According to a report from The Information, workers were given the cease order after CEO Mark Zuckerberg weighed-in during a product update meeting. Evidently, Meta was expecting Apple’s Vision Pro — a product similar to the one Reality Labs was developing — to perform better than it has.

Headsets and the Metaverse

Despite involvement from some of the top technology firms in the world, including Sony, HTC, Meta, and Google, virtual reality hardware remains a niche market. As far as consumers are concerned, VR remains a niche product.

As Cointelegraph recently reported more than half of the Fortune 100 uses Apple’s Vision Pro spatial computing headsets, and VR/AR headset use in the industrial metaverse continues to grow, but consumers just aren’t catching on.

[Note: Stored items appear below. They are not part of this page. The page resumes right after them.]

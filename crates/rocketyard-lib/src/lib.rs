//! Rocketyard library entry points.
//!
//! This crate holds the correctness core of the rocket builder: the part
//! catalog, the assembly graph that connects placed parts, flight-performance
//! physics, and the schema/relation validator for catalog records. Consumers
//! (the CLI, a rendering layer) should only depend on what is exported here
//! instead of reimplementing behavior.
//!

#![deny(warnings)]

pub mod assembly;
pub mod catalog;
pub mod config;
pub mod error;
pub mod graph;
pub mod physics;
pub mod safe_access;
pub mod validation;

pub use assembly::{
    AssemblyError, AssemblyEvent, Connection, PartInstance, RocketAssembler, SharedAssembler,
    StructureNode, StructureReport,
};
pub use catalog::{Catalog, PartCategory, PartDefinition, RawCatalog};
pub use config::{AccuracyLevel, AppConfig, PhysicsConfig, ReferenceBody, StructureConfig};
pub use error::{Error, Result};
pub use physics::{
    calculate_burn_time, calculate_delta_v, calculate_efficiency, calculate_twr,
    estimate_max_height, EngineStats, MassProfile, PerformanceReport,
};
pub use validation::{
    CatalogReport, DataValidator, EntityType, ErrorCode, Finding, Severity, ValidationOptions,
    ValidationResult,
};
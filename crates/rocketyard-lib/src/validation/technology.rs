use std::collections::HashSet;

use serde_json::Value;

use super::finding::{ErrorCode, Findings};
use super::schema::non_negative;
use crate::safe_access::{get_f64, get_present, get_str, index_path, type_name};

pub(crate) fn validate(entity: &Value, out: &mut Findings) {
    if let Some(cost) = get_f64(entity, "cost") {
        non_negative(cost, "cost", out);
    }

    let id = get_str(entity, "id");
    let parents = string_list(entity, "parents", out);
    let mut seen = HashSet::new();
    for (index, parent) in parents {
        let path = index_path("parents", index);
        if Some(parent) == id {
            out.error(
                ErrorCode::CircularReference,
                path,
                format!("Technology '{parent}' cannot require itself"),
            );
        } else if !seen.insert(parent) {
            out.warning(
                ErrorCode::UnusualValue,
                path,
                format!("Parent '{parent}' is listed more than once"),
            );
        }
    }

    string_list(entity, "partUnlocks", out);
}

/// String elements of the array at `field` with their indices; other
/// elements are reported as invalid types.
fn string_list<'a>(entity: &'a Value, field: &str, out: &mut Findings) -> Vec<(usize, &'a str)> {
    let Some(items) = get_present(entity, field).and_then(Value::as_array) else {
        return Vec::new();
    };
    let mut strings = Vec::with_capacity(items.len());
    for (index, item) in items.iter().enumerate() {
        match item.as_str() {
            Some(value) => strings.push((index, value)),
            None => out.error(
                ErrorCode::InvalidType,
                index_path(field, index),
                format!("Entries of '{field}' must be strings, got {}", type_name(item)),
            ),
        }
    }
    strings
}

#[cfg(test)]
mod tests {
    use super::*;
    use serde_json::json;

    #[test]
    fn self_parent_and_duplicates() {
        let mut out = Findings::new();
        validate(
            &json!({
                "id": "rocketry", "title": "Rocketry", "cost": 5,
                "parents": ["basics", "rocketry", "basics", 7],
                "partUnlocks": ["liquidEngine"]
            }),
            &mut out,
        );
        let findings = out.into_vec();
        let located: Vec<(&str, ErrorCode)> =
            findings.iter().map(|f| (f.path.as_str(), f.code)).collect();
        assert_eq!(
            located,
            vec![
                ("parents[3]", ErrorCode::InvalidType),
                ("parents[1]", ErrorCode::CircularReference),
                ("parents[2]", ErrorCode::UnusualValue),
            ]
        );
    }
}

Part of the problem is that a certain percentage of the population experiences VR sickness. Another is that a presumably larger percentage don’t want to walk around in public with a computer strapped to their face.

There are products in development to address. Meta and RayBan, for example, have had some success with their partnership to integrate AI tech into stylish eyewear. But there’s simply no telling if and when virtual reality is going to have its iPhone moment.

The cross-platform metaverse

In what may be a primary example of putting the horse before the cart, there still doesn’t appear to be a killer app for the metaverse when it comes to virtual and augmented reality. Developers have largely taken an “if you build it, they will come” approach to creating VR hardware.

Unfortunately, aside from the wow factor, there aren’t many things headsets can do that smartphone screens can’t. Ideally, consumers wouldn’t be forced to choose between one medium or another.

In the Web3 industry, for example, it’s common practice to develop device agnostic metaverse experiences. Typically, this is to foster interest in the platform, product, and service as most Web3 developers don’t have the financial resources to develop cutting-edge hardware.

The disconnect between big tech’s hardware ambitions and the boots-on-the-ground approach being developed by independent developers and the small-by-comparison companies in the Web3 industry could be a contributing factor to continuing consumer disinterest on both ends.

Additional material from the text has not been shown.